Chiusa l’esperienza con Perigeo, il pianista torna al jazz puro e per questo agli inizi soffre a livello psicologico di una autentica crisi d’identità musicale, nonostante i buoni jazz album registrati, fin da subito. Ma il momento di sconforto, tipico dei veri artisti, viene superato e D’Andrea diventa il jazzman italiano per eccellenza; vince tutti i referendum di ‘Musica Jazz’, registra e pubblica tre-quattro dischi all’anno, ritorna a collaborare con i migliori improvvisatori d’Oltreoceano (Gordon, Tolliver, Roach, Mobley, Thompson) e del vecchio Continente (Ponty, Thielemans, Wheeler), porta avanti in parallelo diversi progetti con svariati organici dal solo piano al trio, dal quartetto all’orchestra. Da allora la vita artistica di Franco continua senza soste: impossibile elencarne l’intera discografia perché gli album incisi a suo nome sono ormai decine e salgono a centinaia se si considerano le collaborazioni con altri musicisti, anche italiani.
Partito dall’ascolto di Evans, Hancock, Tyner, D’Andrea sa distaccarsene per uno stile personalissimo, che apre persino alla musica seriale e alla polifonia africana, benché restino intatti umori bebop ed echi mediterranei: c’è in lui l’esigenza di rinnovare il jazz inteso proprio quale musica di incontro e dialogo; e lo fa con rara delicatezza, senza mai appesantire le linee-guida comunque assai marcate. Alla fine resta un suono limpido pur nei contesti più ibridati: la perfetta articolazione va di pari passo a ritmi complessi e a una forza tranquilla che fanno levitare Franco sul jazz antico e moderno, viaggiando tra la memoria del ragtime e le cadenze libere, ben scandite, nota per nota, sotto il segno di Bud Powell e Lennie Tristano, proprio come si chiama l’ultimo album.

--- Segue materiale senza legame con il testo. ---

//! Growable byte arena for the tagheap allocator.
//!
//! Provides the single contiguous region that the allocator carves blocks
//! out of, and the `sbrk`-style primitive used to grow it. The arena knows
//! nothing about blocks: it only hands out more bytes at the break and
//! reports exhaustion when the configured ceiling would be crossed.
//!
//! # Architecture
//!
//! ```text
//! Sbrk (growth primitive, trait)
//! └── MemArena (Vec<u8>-backed, capped at ArenaConfig::max_bytes)
//! ```
//!
//! All offsets handed out by the arena are relative to its first byte, so
//! the allocator built on top never needs raw pointers.

#![deny(missing_docs)]
#![deny(rustdoc::broken_intra_doc_links)]
#![forbid(unsafe_code)]

pub mod config;
pub mod error;
pub mod mem;
pub mod sbrk;

pub use config::ArenaConfig;
pub use error::ArenaError;
pub use mem::MemArena;
pub use sbrk::Sbrk;
//! Text trace reader.
//!
//! [`TraceReader`] reads records line by line from any `BufRead` source.
//! Blank lines and lines starting with `#` are skipped; everything else
//! must be a single request.

use std::io::BufRead;

use crate::error::TraceError;
use crate::types::{Op, Record, Trace};

/// Reads trace records from a line-oriented stream.
///
/// Generic over `R: BufRead` so tests can use `&[u8]` and production
/// code can use `BufReader<File>`.
pub struct TraceReader<R: BufRead> {
    reader: R,
    line: usize,
    buf: String,
    records_read: u64,
}

impl<R: BufRead> TraceReader<R> {
    /// Wrap a stream.
    pub fn new(reader: R) -> Self {
        Self {
            reader,
            line: 0,
            buf: String::new(),
            records_read: 0,
        }
    }

    /// Read the next record, or `None` at end of stream.
    pub fn next_record(&mut self) -> Result<Option<Record>, TraceError> {
        loop {
            self.buf.clear();
            if self.reader.read_line(&mut self.buf)? == 0 {
                return Ok(None);
            }
            self.line += 1;
            let text = self.buf.trim();
            if text.is_empty() || text.starts_with('#') {
                continue;
            }
            let op = parse_op(text, self.line)?;
            self.records_read += 1;
            return Ok(Some(Record {
                line: self.line,
                op,
            }));
        }
    }

    /// Number of records read so far.
    pub fn records_read(&self) -> u64 {
        self.records_read
    }

    /// Convert into a record iterator.
    pub fn records(self) -> Records<R> {
        Records {
            reader: self,
            done: false,
        }
    }
}

/// Iterator adapter over trace records.
///
/// Yields `None` after the first error.
pub struct Records<R: BufRead> {
    reader: TraceReader<R>,
    done: bool,
}

impl<R: BufRead> Iterator for Records<R> {
    type Item = Result<Record, TraceError>;

    fn next(&mut self) -> Option<Self::Item> {
        if self.done {
            return None;
        }
        match self.reader.next_record() {
            Ok(Some(record)) => Some(Ok(record)),
            Ok(None) => {
                self.done = true;
                None
            }
            Err(e) => {
                self.done = true;
                Some(Err(e))
            }
        }
    }
}

impl Trace {
    /// Parse a whole trace from text.
    pub fn parse(text: &str) -> Result<Self, TraceError> {
        Self::read(text.as_bytes())
    }

    /// Read a whole trace from a stream.
    pub fn read<R: BufRead>(reader: R) -> Result<Self, TraceError> {
        TraceReader::new(reader).records().collect()
    }
}

fn malformed(line: usize, detail: impl Into<String>) -> TraceError {
    TraceError::Malformed {
        line,
        detail: detail.into(),
    }
}

fn parse_op(text: &str, line: usize) -> Result<Op, TraceError> {
    let mut fields = text.split_whitespace();
    let kind = fields.next().unwrap_or_default();
    let id = match fields.next() {
        Some(field) => field
            .parse::<u32>()
            .map_err(|_| malformed(line, format!("bad id {field:?}")))?,
        None => return Err(malformed(line, "missing id")),
    };
    let mut size = || match fields.next() {
        Some(field) => field
            .parse::<usize>()
            .map_err(|_| malformed(line, format!("bad size {field:?}"))),
        None => Err(malformed(line, "missing size")),
    };
    let op = match kind {
        "a" => Op::Alloc { id, size: size()? },
        "r" => Op::Realloc { id, size: size()? },
        "f" => Op::Free { id },
        other => return Err(malformed(line, format!("unknown request {other:?}"))),
    };
    if let Some(extra) = fields.next() {
        return Err(malformed(line, format!("unexpected field {extra:?}")));
    }
    Ok(op)
}

#[cfg(test)]
mod tests {
    use super::*;

    #[test]
    fn parses_all_request_kinds() {
        let trace = Trace::parse("a 0 100\nr 0 200\nf 0\n").unwrap();
        let ops: Vec<Op> = trace.records().iter().map(|r| r.op).collect();
        assert_eq!(
            ops,
            vec![
                Op::Alloc { id: 0, size: 100 },
                Op::Realloc { id: 0, size: 200 },
                Op::Free { id: 0 },
            ]
        );
    }

    #[test]
    fn skips_comments_and_blank_lines_keeping_line_numbers() {
        let trace = Trace::parse("# header\n\na 1 8\n   \nf 1\n").unwrap();
        let lines: Vec<usize> = trace.records().iter().map(|r| r.line).collect();
        assert_eq!(lines, vec![3, 5]);
    }

    #[test]
    fn tolerates_extra_whitespace() {
        let trace = Trace::parse("  a\t7   64  \r\n").unwrap();
        assert_eq!(trace.records()[0].op, Op::Alloc { id: 7, size: 64 });
    }

    #[test]
    fn rejects_unknown_request() {
        let err = Trace::parse("a 0 8\nx 0 8\n").unwrap_err();
        assert!(matches!(err, TraceError::Malformed { line: 2, .. }));
    }

    #[test]
    fn rejects_missing_and_bad_fields() {
        assert!(matches!(
            Trace::parse("a 0").unwrap_err(),
            TraceError::Malformed { line: 1, .. }
        ));
        assert!(matches!(
            Trace::parse("f").unwrap_err(),
            TraceError::Malformed { line: 1, .. }
        ));
        assert!(matches!(
            Trace::parse("a -1 8").unwrap_err(),
            TraceError::Malformed { line: 1, .. }
        ));
        assert!(matches!(
            Trace::parse("r 0 big").unwrap_err(),
            TraceError::Malformed { line: 1, .. }
        ));
    }

    #[test]
    fn rejects_trailing_fields() {
        let err = Trace::parse("f 0 12").unwrap_err();
        assert_eq!(
            err.to_string(),
            "line 1: malformed record: unexpected field \"12\""
        );
    }

    #[test]
    fn iterator_stops_after_error() {
        let mut records = TraceReader::new(&b"a 0 8\nbogus\na 1 8\n"[..]).records();
        assert!(records.next().unwrap().is_ok());
        assert!(records.next().unwrap().is_err());
        assert!(records.next().is_none());
    }

    #[test]
    fn counts_records_read() {
        let mut reader = TraceReader::new(&b"# c\na 0 8\nf 0\n"[..]);
        while reader.next_record().unwrap().is_some() {}
        assert_eq!(reader.records_read(), 2);
    }

    #[test]
    fn display_parses_back() {
        let trace = Trace::from_ops([
            Op::Alloc { id: 3, size: 17 },
            Op::Realloc { id: 3, size: 0 },
        ]);
        let text = trace.to_string();
        assert_eq!(text, "a 3 17\nr 3 0\n");
        assert_eq!(Trace::parse(&text).unwrap(), trace);
    }

    mod proptests {
        use super::*;
        use proptest::prelude::*;

        proptest! {
            #[test]
            fn arbitrary_text_never_panics(text in "[afr# 0-9\t\n-]{0,200}") {
                if let Err(TraceError::Malformed { line, .. }) = Trace::parse(&text) {
                    prop_assert!(line >= 1 && line <= text.lines().count());
                }
            }
        }
    }
}
//! Criterion benchmarks replaying generated traces end to end.

use std::hint::black_box;

use criterion::{criterion_group, criterion_main, BatchSize, Criterion};
use tagheap_bench::{bench_heap, reference_profile, stress_profile};
use tagheap_trace::{replay, ReplayOptions};

const NO_CHECKS: ReplayOptions = ReplayOptions {
    check_each_op: false,
    verify_payloads: false,
};

fn bench_reference(c: &mut Criterion) {
    let trace = reference_profile(42);
    c.bench_function("replay_reference", |b| {
        b.iter_batched(
            || bench_heap().unwrap(),
            |mut heap| black_box(replay(&trace, &mut heap, NO_CHECKS).unwrap()),
            BatchSize::LargeInput,
        );
    });
}

fn bench_stress(c: &mut Criterion) {
    let trace = stress_profile(42);
    let mut group = c.benchmark_group("stress");
    group.sample_size(10);
    group.bench_function("replay_stress", |b| {
        b.iter_batched(
            || bench_heap().unwrap(),
            |mut heap| black_box(replay(&trace, &mut heap, NO_CHECKS).unwrap()),
            BatchSize::LargeInput,
        );
    });
    group.finish();
}

criterion_group!(benches, bench_reference, bench_stress);
criterion_main!(benches);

“Suono da autodidatta – è Franco stesso in persona a raccontare in Università – “ho chiaramente studiato, ma non in maniera classica, ho semplicemente perfezionato la mia tecnica, ma sempre da autodidatta, consultando vari libri che recuperavo qua e là, soprattutto ascoltando i dischi ed analizzando, cercando di capire come funzionino le cose. Negli anni Cinquanta non c’erano molte possibilità, non c’era niente, non c’era scuola; si partiva dai dischi fondamentalmente, perché si poteva imparare a suonare bene la musica classica, ma se si aveva il pallino del jazz, proprio non si riusciva a capir niente, se non da solo o con il consiglio di qualcuno che già suonasse”. Oggi poi D’Andrea è più arzillo, dinamico, giovanile che mai. Il segreto? È lui medesimo a suggerirlo: “Per prima cosa bisogna avere un dna robusto, e poi passione, motivazioni, infine non straviziare. Ricordo sempre quello che disse il medico legale nel referto di Charlie Parker: un americano nero di trentasei anni che ne dimostra sessanta”.
La mia scelta “No Idea Of Time” (1984) per la Red Records in quartetto con Barry Altschul, Mark Helias e Tino Tracanna!